Вещи, о которых мы не можем рассказать - страница 36



Потом появился Эдди.

У жизни есть способ напомнить вам, что вы находитесь во власти случая и что даже хорошо продуманные планы могут в одно мгновение превратиться в хаос. Вот почему сейчас, когда у меня возникает соблазн осудить свою мать за ее отчаянное желание вернуться на работу, несмотря на состояние Бабчи, я заставляю себя быть с ней терпеливой. Мама была здесь два дня подряд совсем одна, за исключением ограниченного времени, которое я провела с ней. У нее нет братьев и сестер, я ее единственный ребенок. Папа на пенсии, но он играет в гольф на Гавайях со своими старыми приятелями по академии, и она слишком горда, чтобы попросить его вернуться домой. Сейчас на плечах моей мамы лежит вся тяжесть мира. Если ей нужно ненадолго погрузиться в свою работу для некоторой эмоциональной передышки, так тому и быть.

– Хорошо, мам, – негромко говорю я. – Эдди завтра в школу… Я могу приехать прямо в больницу после того, как отвезу его, и посидеть с Бабчой, если тебе нужно пойти в судебную палату и наверстать упущенное.

– Хорошо, – говорит она, вскидывая подбородок. – Спасибо, Элис.

Бабча берет мою руку и направляет к коробке. Я вынимаю стопку фотографий и бумаг, а затем отодвигаю столик с подносом, чтобы положить все это ей на колени. Ее руки двигаются медленно и неуклюже, когда она перебирает первую стопку фотографий. Они представляют собой беспорядочную путаницу технологий печати и эпох – фотографии папы, мамы, меня, моих детей и самой Бабчи на протяжении десятилетий, несколько редких фотографий любимых собак с тех времен, когда Бабча и Па жили в своем большом доме в Овьедо. Но всего через несколько слоев в стопке Бабча застывает на одной фотографии, которую я никогда раньше не видела – это отпечаток цвета сепии на толстой, старинной бумаге. Глянец на фотографии потрескался, но изображение все еще четкое.

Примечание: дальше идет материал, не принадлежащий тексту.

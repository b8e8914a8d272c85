//! Shared value types for the provisioning domain.
//!
//! These are the records exchanged between the provisioners and the provider
//! ports: what a role, function, gateway, or subscription looks like once the
//! provider has it, plus the inputs needed to create one.

use std::collections::BTreeMap;
use std::sync::Arc;

use chrono::{DateTime, Utc};
use serde::{Deserialize, Serialize};

use crate::{
    EntryPoint, FunctionArn, FunctionName, GatewayId, LayerArn, RoleArn, RoleName, RuntimeTag,
    SubscriptionId,
};

/// Environment variables handed to a function at execution time.
pub type EnvVars = BTreeMap<String, String>;

/// Free-form key/value tags or metadata attached to a provider record.
pub type Tags = BTreeMap<String, String>;

// ---------------------------------------------------------------------------
// Resource kinds
// ---------------------------------------------------------------------------

/// The kinds of resource this tool provisions.
#[derive(Debug, Clone, Copy, PartialEq, Eq, Hash, Serialize, Deserialize)]
#[serde(rename_all = "snake_case")]
pub enum ResourceKind {
    Role,
    Function,
    Gateway,
    Subscription,
}

impl std::fmt::Display for ResourceKind {
    fn fmt(&self, f: &mut std::fmt::Formatter<'_>) -> std::fmt::Result {
        let label = match self {
            Self::Role => "role",
            Self::Function => "function",
            Self::Gateway => "gateway",
            Self::Subscription => "subscription",
        };
        f.write_str(label)
    }
}

// ---------------------------------------------------------------------------
// Identity
// ---------------------------------------------------------------------------

/// Trust policy attached to an execution role at creation time.
///
/// Only the function-execution principal may assume roles created by this tool.
#[derive(Debug, Clone, PartialEq, Eq, Serialize, Deserialize)]
pub struct TrustPolicy {
    /// Service principal allowed to assume the role.
    pub service_principal: String,
}

impl TrustPolicy {
    /// Trust policy permitting only the function-execution service.
    pub fn function_execution() -> Self {
        Self {
            service_principal: "lambda.amazonaws.com".to_owned(),
        }
    }

    /// Renders the policy as the JSON document the identity store expects.
    pub fn document(&self) -> String {
        serde_json::json!({
            "Version": "2012-10-17",
            "Statement": [{
                "Effect": "Allow",
                "Principal": { "Service": self.service_principal },
                "Action": "sts:AssumeRole",
            }],
        })
        .to_string()
    }
}

/// An execution role as recorded by the identity store.
#[derive(Debug, Clone, PartialEq, Eq, Serialize, Deserialize)]
pub struct Role {
    pub name: RoleName,
    pub arn: RoleArn,
    /// Rendered trust policy document, as returned by the identity store.
    pub assume_role_policy: String,
    /// Permission policies attached to the role.
    pub attached_policies: Vec<String>,
    pub created_at: Timestamp,
}

// ---------------------------------------------------------------------------
// Function
// ---------------------------------------------------------------------------

/// An immutable deployment archive.
///
/// Built fresh for each deploy call and consumed once by the function host.
/// Cloning shares the underlying bytes.
#[derive(Clone, PartialEq, Eq)]
pub struct DeploymentPackage(Arc<[u8]>);

impl DeploymentPackage {
    pub fn new(bytes: Vec<u8>) -> Self {
        Self(bytes.into())
    }

    pub fn as_bytes(&self) -> &[u8] {
        &self.0
    }

    pub fn len(&self) -> usize {
        self.0.len()
    }

    pub fn is_empty(&self) -> bool {
        self.0.is_empty()
    }
}

impl std::fmt::Debug for DeploymentPackage {
    fn fmt(&self, f: &mut std::fmt::Formatter<'_>) -> std::fmt::Result {
        f.debug_struct("DeploymentPackage")
            .field("len", &self.0.len())
            .finish()
    }
}

/// Lifecycle state reported by the function host.
#[derive(Debug, Clone, Copy, PartialEq, Eq, Hash, Serialize, Deserialize)]
#[serde(rename_all = "snake_case")]
pub enum FunctionState {
    /// Created but not yet invokable.
    Pending,
    /// Invokable.
    Active,
    /// Idle long enough that the host reclaimed it; still valid.
    Inactive,
    /// Creation or update failed; the function cannot be invoked.
    Failed,
}

/// Everything the function host needs to create a function.
#[derive(Debug, Clone)]
pub struct FunctionSpec {
    pub name: FunctionName,
    pub entry_point: EntryPoint,
    pub role: RoleArn,
    pub runtime: RuntimeTag,
    pub package: DeploymentPackage,
    pub layers: Vec<LayerArn>,
    pub environment: EnvVars,
    /// Free-text description. Carries the ownership marker because the host
    /// does not return tags from its list call.
    pub description: String,
    pub tags: Tags,
}

/// A function as recorded by the function host.
#[derive(Debug, Clone, PartialEq, Eq, Serialize, Deserialize)]
pub struct Function {
    pub name: FunctionName,
    pub arn: FunctionArn,
    pub entry_point: EntryPoint,
    pub role: RoleArn,
    pub runtime: RuntimeTag,
    pub description: String,
    pub environment: EnvVars,
    pub layers: Vec<LayerArn>,
    pub state: FunctionState,
    pub last_modified: Timestamp,
}

// ---------------------------------------------------------------------------
// Gateway
// ---------------------------------------------------------------------------

/// A gateway as recorded by the gateway host.
///
/// The public URL is deliberately absent: it is derived from the id, stage and
/// base path whenever it is needed and never stored.
#[derive(Debug, Clone, PartialEq, Eq, Serialize, Deserialize)]
pub struct Gateway {
    pub id: GatewayId,
    pub name: String,
    pub tags: Tags,
    pub created_at: Timestamp,
}

/// Caller authorization required by a gateway method.
#[derive(Debug, Clone, Copy, PartialEq, Eq, Serialize, Deserialize)]
pub enum Authorization {
    /// No caller authentication at the gateway layer.
    None,
}

impl Authorization {
    pub fn as_str(self) -> &'static str {
        match self {
            Self::None => "NONE",
        }
    }
}

/// How a gateway method forwards requests to its backend.
#[derive(Debug, Clone, PartialEq, Eq, Serialize, Deserialize)]
pub struct Integration {
    /// HTTP method used towards the backend (always `POST` for proxy mode).
    pub http_method: String,
    /// Backend invocation URI.
    pub uri: String,
    /// Whether the whole request is passed through unchanged.
    pub proxy: bool,
}

/// Resource policy statement allowing a gateway to invoke a function.
#[derive(Debug, Clone, PartialEq, Eq, Serialize, Deserialize)]
pub struct InvokePermission {
    pub function: FunctionArn,
    /// Stable per gateway so a re-grant collides instead of duplicating.
    pub statement_id: String,
    pub principal: String,
    pub action: String,
    pub source_arn: String,
}

// ---------------------------------------------------------------------------
// Subscription
// ---------------------------------------------------------------------------

/// The set of event types a subscription is enabled for.
///
/// Either every event (except those the source requires explicit opt-in for),
/// or a non-empty ordered list of distinct event types.
#[derive(Debug, Clone, PartialEq, Eq, Serialize, Deserialize)]
#[serde(into = "Vec<String>", try_from = "Vec<String>")]
pub enum EventKinds {
    All,
    Only(Vec<String>),
}

impl EventKinds {
    /// Wire value of the wildcard.
    pub const WILDCARD: &'static str = "*";

    /// Builds an event set from raw event-type strings.
    ///
    /// Duplicates are dropped keeping first occurrence order. A lone `"*"`
    /// selects every event; mixing `"*"` with explicit types is rejected.
    pub fn parse<I, S>(kinds: I) -> Result<Self, String>
    where
        I: IntoIterator<Item = S>,
        S: Into<String>,
    {
        let mut distinct: Vec<String> = Vec::new();
        for kind in kinds {
            let kind = kind.into();
            let kind = kind.trim();
            if kind.is_empty() {
                return Err("event type must not be empty".to_owned());
            }
            if !distinct.iter().any(|k| k == kind) {
                distinct.push(kind.to_owned());
            }
        }

        match distinct.as_slice() {
            [] => Err("at least one event type is required".to_owned()),
            [only] if only == Self::WILDCARD => Ok(Self::All),
            kinds if kinds.iter().any(|k| k == Self::WILDCARD) => {
                Err("the wildcard cannot be combined with explicit event types".to_owned())
            }
            _ => Ok(Self::Only(distinct)),
        }
    }

    /// Returns the event types as sent to the event source.
    pub fn to_wire(&self) -> Vec<String> {
        match self {
            Self::All => vec![Self::WILDCARD.to_owned()],
            Self::Only(kinds) => kinds.clone(),
        }
    }
}

impl From<EventKinds> for Vec<String> {
    fn from(kinds: EventKinds) -> Self {
        kinds.to_wire()
    }
}

impl TryFrom<Vec<String>> for EventKinds {
    type Error = String;

    fn try_from(kinds: Vec<String>) -> Result<Self, Self::Error> {
        Self::parse(kinds)
    }
}

impl std::fmt::Display for EventKinds {
    fn fmt(&self, f: &mut std::fmt::Formatter<'_>) -> std::fmt::Result {
        write!(f, "{}", self.to_wire().join(","))
    }
}

/// A webhook subscription as recorded by the event source.
#[derive(Debug, Clone, PartialEq, Eq, Serialize, Deserialize)]
pub struct Subscription {
    pub id: SubscriptionId,
    /// Delivery target; always a deployed gateway's public URL.
    pub url: String,
    pub enabled_events: EventKinds,
    pub metadata: Tags,
}

// ---------------------------------------------------------------------------
// Pagination
// ---------------------------------------------------------------------------

/// One page of a provider list call.
#[derive(Debug, Clone, PartialEq, Eq)]
pub struct Page<T> {
    pub items: Vec<T>,
    /// Opaque cursor for the next page; `None` on the last page.
    pub next: Option<String>,
}

// ---------------------------------------------------------------------------
// Time
// ---------------------------------------------------------------------------

/// A UTC wall-clock timestamp.
///
/// Wraps [`chrono::DateTime<Utc>`] so callers never depend on `chrono` types
/// directly.
#[derive(Debug, Clone, Copy, PartialEq, Eq, PartialOrd, Ord, Serialize, Deserialize)]
pub struct Timestamp(DateTime<Utc>);

impl Timestamp {
    /// Returns the current UTC time as a [`Timestamp`].
    pub fn now() -> Self {
        Self(Utc::now())
    }

    /// Creates a [`Timestamp`] from a [`DateTime<Utc>`].
    pub fn from_utc(dt: DateTime<Utc>) -> Self {
        Self(dt)
    }

    /// Returns the underlying [`DateTime<Utc>`].
    pub fn as_datetime(self) -> DateTime<Utc> {
        self.0
    }
}

impl std::fmt::Display for Timestamp {
    fn fmt(&self, f: &mut std::fmt::Formatter<'_>) -> std::fmt::Result {
        write!(f, "{}", self.0.to_rfc3339())
    }
}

Это молодой человек, непринужденно сидящий на валуне на фоне леса. На нем настолько изношенные ботинки, что сквозь дыру в мыске левого виден рваный носок. Его одежда такая же потрепанная, но он широко улыбается в камеру. Он невероятно худой – но, несмотря на изможденные щеки под редкой бородкой, все еще красив. В его глазах есть что-то поразительное – он выглядит так, словно сдерживает смешок.

Руки Бабчи дрожат, когда она поднимает фотографию и со вздохом подносит ее к щеке, прижимая к своей коже. Она на мгновение закрывает глаза и склоняет голову к изображению, затем поворачивает, чтобы показать его мне.

Я вижу, что фото очень ценно для моей бабушки, и поэтому стараюсь взять его с соответствующим почтением. Я пристально смотрю на фотографию, и меня поражает, что этот незнакомый молодой человек кого-то напоминает.

Секунду спустя Бабча протягивает руку к фотографии и переворачивает ее. На обороте я вижу надпись, чернила выцвели, мелкий почерк плотно сжат.

Фотограф Генри Адамцевич, Тшебиня, 1 июля 1941 года

Я зачитываю надпись вслух для мамы, а затем передаю фото обратно Бабче.

– Бедная Бабча. Она так скучает по Па, – говорю я. Мама неодобрительно хмурится и снова смотрит на фотографию.

– Уверена, что скучает, – соглашается мама. – Но это не Па.

– Откуда ты знаешь?

– До того, как он поседел, волосы у Па были темными. У этого мужчины волосы светлее, если только оттенки на снимке не обманчивы, – говорит мама и пожимает плечами. – К тому же… Я не знаю. Этот парень просто не похож на Па. У него не те глаза… форма губ. Хотя в некоторых его чертах определенно есть что-то знакомое. Он очень похож на тебя. У мамы были братья-близнецы. Это, должно быть, один из них.